Lathe cut records Sound Good as Pressed Vinyl

          Lathe cut records by Rich Flores

 

Lathe cut records that have been recorded on polycarbonate sheets of plastic  for many years since the 1980's, most definitely, have earned a bad reputation since, because they were always embossed with a tungsten carbide stylus. Many have tried over the years different techniques to improve them, by using, Turtle wax furniture polish, lighter fluid, motor oil, DW40, Etc.

Non of these will ever improve the sound quality nor reduce the clicks and pops or the surface noise if recorded very deep. One thing for sure, is the use of the heat lamp, or a hot sapphire stylus, which I have develop in 2015.     
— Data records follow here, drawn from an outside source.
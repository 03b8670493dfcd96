//! File types and capability flags.

use indexmap::IndexSet;
use std::fmt;

/// The type of a file, as determined by its provider during attach.
#[derive(Debug, Clone, Copy, PartialEq, Eq, Hash)]
pub enum FileType {
    /// A regular file. Has content, never children.
    File,
    /// A folder. Has children, never content.
    Folder,
    /// Either, for providers that cannot tell (e.g. plain URLs). Has both
    /// content and children.
    FileOrFolder,
    /// The file does not exist.
    Imaginary,
}

impl FileType {
    /// Returns true if files of this type may have children.
    pub fn has_children(self) -> bool {
        matches!(self, FileType::Folder | FileType::FileOrFolder)
    }

    /// Returns true if files of this type may have content.
    pub fn has_content(self) -> bool {
        matches!(self, FileType::File | FileType::FileOrFolder)
    }

    /// Returns true if files of this type may carry attributes.
    pub fn has_attributes(self) -> bool {
        self != FileType::Imaginary
    }
}

impl fmt::Display for FileType {
    fn fmt(&self, f: &mut fmt::Formatter<'_>) -> fmt::Result {
        match self {
            FileType::File => write!(f, "file"),
            FileType::Folder => write!(f, "folder"),
            FileType::FileOrFolder => write!(f, "file-or-folder"),
            FileType::Imaginary => write!(f, "imaginary"),
        }
    }
}

/// A capability a filesystem may advertise. Capability queries are static
/// per filesystem instance; the set is computed once at construction.
#[derive(Debug, Clone, Copy, PartialEq, Eq, Hash)]
pub enum Capability {
    /// File content can be read.
    ReadContent,
    /// File content can be written.
    WriteContent,
    /// Content can be appended to.
    AppendContent,
    /// Files carry string attributes.
    Attributes,
    /// Last-modified times can be read.
    GetLastModified,
    /// Last-modified times can be set.
    SetLastModified,
    /// Content supports random access for reading.
    RandomAccessRead,
    /// Content supports random access for writing.
    RandomAccessWrite,
    /// Files can be renamed within the filesystem.
    Rename,
    /// Folders can list their children.
    ListChildren,
    /// Folders can be created.
    CreateFolder,
    /// Files can be deleted.
    Delete,
    /// The filesystem supports junctions (mount points).
    Junctions,
    /// File names can be round-tripped through their URI string.
    UriString,
}

/// The set of capabilities of one filesystem instance.
///
/// Iteration order is insertion order, so diagnostics stay deterministic.
#[derive(Debug, Clone, Default)]
pub struct CapabilitySet {
    caps: IndexSet<Capability>,
}

impl CapabilitySet {
    /// Creates an empty capability set.
    pub fn new() -> Self {
        Self::default()
    }

    /// Adds a capability.
    pub fn add(&mut self, cap: Capability) {
        self.caps.insert(cap);
    }

    /// Adds several capabilities at once.
    pub fn add_all(&mut self, caps: &[Capability]) {
        for cap in caps {
            self.caps.insert(*cap);
        }
    }

    /// Simple set membership.
    pub fn contains(&self, cap: Capability) -> bool {
        self.caps.contains(&cap)
    }

    /// Returns the number of capabilities in the set.
    pub fn len(&self) -> usize {
        self.caps.len()
    }

    /// Returns true if no capabilities have been declared.
    pub fn is_empty(&self) -> bool {
        self.caps.is_empty()
    }

    /// Iterates the capabilities in insertion order.
    pub fn iter(&self) -> impl Iterator<Item = Capability> + '_ {
        self.caps.iter().copied()
    }
}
The result was NO difference with or with out heat, or a heat lamp. The best way to eliminate that awful surface noise, is to emboss no deeper than 4 mils or 4000/ thousands of an inch. My sapphire styli's point is much finer at 2000/th of an inch as compared to those tungsten styli made at home.

You can get excellent results at room temperature with no heat, oils, lighter fluid or Pledge wax. The only drawback is, embossed records can't be back-tracked, cued or DJ scratch for hip hop music. The tone arm will just simply jump out of the groove. Embossing with a stereo cutting head will never give you  stereo playback, very little separation , if any. You will get a record that will skip randomly. 

The loudness is also a factor, that will cause the record to skip randomly if recorded a 7cm per second, this is the standard reference level  for cutting a lacquer disc at "0" dB. You will need to record at minus -7 dB,
this the average level of a microgroove LP recorded at 33 rpm.

The equalization will not be a problem. With my Westrex cutting head, I was able to A/B the disc against the mp3 audio sounding the same.